→ Required action
Your task is to transcribe the data in full.

Collected data:
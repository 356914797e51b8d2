//! Deferred layer mutations issued from behavior hooks.
//!
//! A behavior only ever holds its own [`Body`](crate::entity::Body). Effects
//! that touch the rest of the layer -- firing a bullet, destroying whatever
//! it hit -- are queued on [`LayerCommands`] and applied by the layer in
//! FIFO order once the frame's collision pass has finished. Spawned items
//! therefore start participating on the following frame.

use tracing::{trace, warn};

use crate::layer::Layer;
use crate::store::{Item, ItemId, ItemStore};

/// A single queued mutation.
#[derive(Debug)]
pub enum LayerCommand {
    /// Add a new item to the issuing layer.
    Spawn(Item),
    /// Mark another entity of the issuing layer for destruction.
    Destroy(ItemId),
}

/// Outcome counters from the last [`LayerCommands::apply`].
#[derive(Debug, Clone, Copy, Default, PartialEq, Eq)]
pub struct ApplyReport {
    pub spawned: usize,
    pub destroyed: usize,
    pub failed: usize,
}

/// FIFO queue of [`LayerCommand`]s.
#[derive(Debug, Default)]
pub struct LayerCommands {
    commands: Vec<LayerCommand>,
}

impl LayerCommands {
    pub fn new() -> Self {
        Self::default()
    }

    /// Queue a new entity or decoration for this layer.
    pub fn spawn(&mut self, item: impl Into<Item>) {
        self.commands.push(LayerCommand::Spawn(item.into()));
    }

    /// Queue destruction of another entity in this layer. It is removed on
    /// the next frame's update pass, like any destroyed entity.
    pub fn destroy(&mut self, target: ItemId) {
        self.commands.push(LayerCommand::Destroy(target));
    }

    pub fn commands(&self) -> &[LayerCommand] {
        &self.commands
    }

    pub fn len(&self) -> usize {
        self.commands.len()
    }

    pub fn is_empty(&self) -> bool {
        self.commands.is_empty()
    }

    /// Apply every queued command to `layer`, emptying the queue.
    ///
    /// Destroy commands aimed at items that are gone or belong to another
    /// layer are logged and skipped.
    pub fn apply(&mut self, layer: &mut Layer, store: &mut ItemStore) -> ApplyReport {
        let mut report = ApplyReport::default();
        for command in std::mem::take(&mut self.commands) {
            match command {
                LayerCommand::Spawn(item) => {
                    let id = store.insert(item);
                    match layer.add(store, id) {
                        Ok(()) => report.spawned += 1,
                        Err(e) => {
                            // Unreachable for a fresh id; keep the store clean anyway.
                            store.remove(id);
                            report.failed += 1;
                            warn!(layer = %layer.id(), error = %e, "spawn command failed");
                        }
                    }
                }
                LayerCommand::Destroy(target) => {
                    let in_layer = layer.contains(target);
                    match store.entity_mut(target) {
                        Some(entity) if in_layer && entity.body().layer() == Some(layer.id()) => {
                            entity.destroy();
                            report.destroyed += 1;
                        }
                        _ => {
                            report.failed += 1;
                            warn!(
                                layer = %layer.id(),
                                target = ?target,
                                "destroy command skipped: target is not an entity of this layer"
                            );
                        }
                    }
                }
            }
        }
        trace!(
            layer = %layer.id(),
            spawned = report.spawned,
            destroyed = report.destroyed,
            failed = report.failed,
            "layer commands applied"
        );
        report
    }
}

→ Result of the exercise
repository 356914797e51b8d2
//! Deferred layer mutations issued from behavior hooks.
//!
//! A behavior only ever holds its own [`Body`](crate::entity::Body). Effects
//! that touch the rest of the layer -- firing a bullet, destroying whatever
//! it hit -- are queued on [`LayerCommands`] and applied by the layer in
//! FIFO order once the frame's collision pass has finished. Spawned items
//! therefore start participating on the following frame.

use tracing::{trace, warn};

use crate::layer::Layer;
use crate::store::{Item, ItemId, ItemStore};

/// A single queued mutation.
#[derive(Debug)]
pub enum LayerCommand {
    /// Add a new item to the issuing layer.
    Spawn(Item),
    /// Mark another entity of the issuing layer for destruction.
    Destroy(ItemId),
}

/// Outcome counters from the last [`LayerCommands::apply`].
#[derive(Debug, Clone, Copy, Default, PartialEq, Eq)]
pub struct ApplyReport {
    pub spawned: usize,
    pub destroyed: usize,
    pub failed: usize,
}

/// FIFO queue of [`LayerCommand`]s.
#[derive(Debug, Default)]
pub struct LayerCommands {
    commands: Vec<LayerCommand>,
}

impl LayerCommands {
    pub fn new() -> Self {
        Self::default()
    }

    /// Queue a new entity or decoration for this layer.
    pub fn spawn(&mut self, item: impl Into<Item>) {
        self.commands.push(LayerCommand::Spawn(item.into()));
    }

    /// Queue destruction of another entity in this layer. It is removed on
    /// the next frame's update pass, like any destroyed entity.
    pub fn destroy(&mut self, target: ItemId) {
        self.commands.push(LayerCommand::Destroy(target));
    }

    pub fn commands(&self) -> &[LayerCommand] {
        &self.commands
    }

    pub fn len(&self) -> usize {
        self.commands.len()
    }

    pub fn is_empty(&self) -> bool {
        self.commands.is_empty()
    }

    /// Apply every queued command to `layer`, emptying the queue.
    ///
    /// Destroy commands aimed at items that are gone or belong to another
    /// layer are logged and skipped.
    pub fn apply(&mut self, layer: &mut Layer, store: &mut ItemStore) -> ApplyReport {
        let mut report = ApplyReport::default();
        for command in std::mem::take(&mut self.commands) {
            match command {
                LayerCommand::Spawn(item) => {
                    let id = store.insert(item);
                    match layer.add(store, id) {
                        Ok(()) => report.spawned += 1,
                        Err(e) => {
                            // Unreachable for a fresh id; keep the store clean anyway.
                            store.remove(id);
                            report.failed += 1;
                            warn!(layer = %layer.id(), error = %e, "spawn command failed");
                        }
                    }
                }
                LayerCommand::Destroy(target) => {
                    let in_layer = layer.contains(target);
                    match store.entity_mut(target) {
                        Some(entity) if in_layer && entity.body().layer() == Some(layer.id()) => {
                            entity.destroy();
                            report.destroyed += 1;
                        }
                        _ => {
                            report.failed += 1;
                            warn!(
                                layer = %layer.id(),
                                target = ?target,
                                "destroy command skipped: target is not an entity of this layer"
                            );
                        }
                    }
                }
            }
        }
        trace!(
            layer = %layer.id(),
            spawned = report.spawned,
            destroyed = report.destroyed,
            failed = report.failed,
            "layer commands applied"
        );
        report
    }
}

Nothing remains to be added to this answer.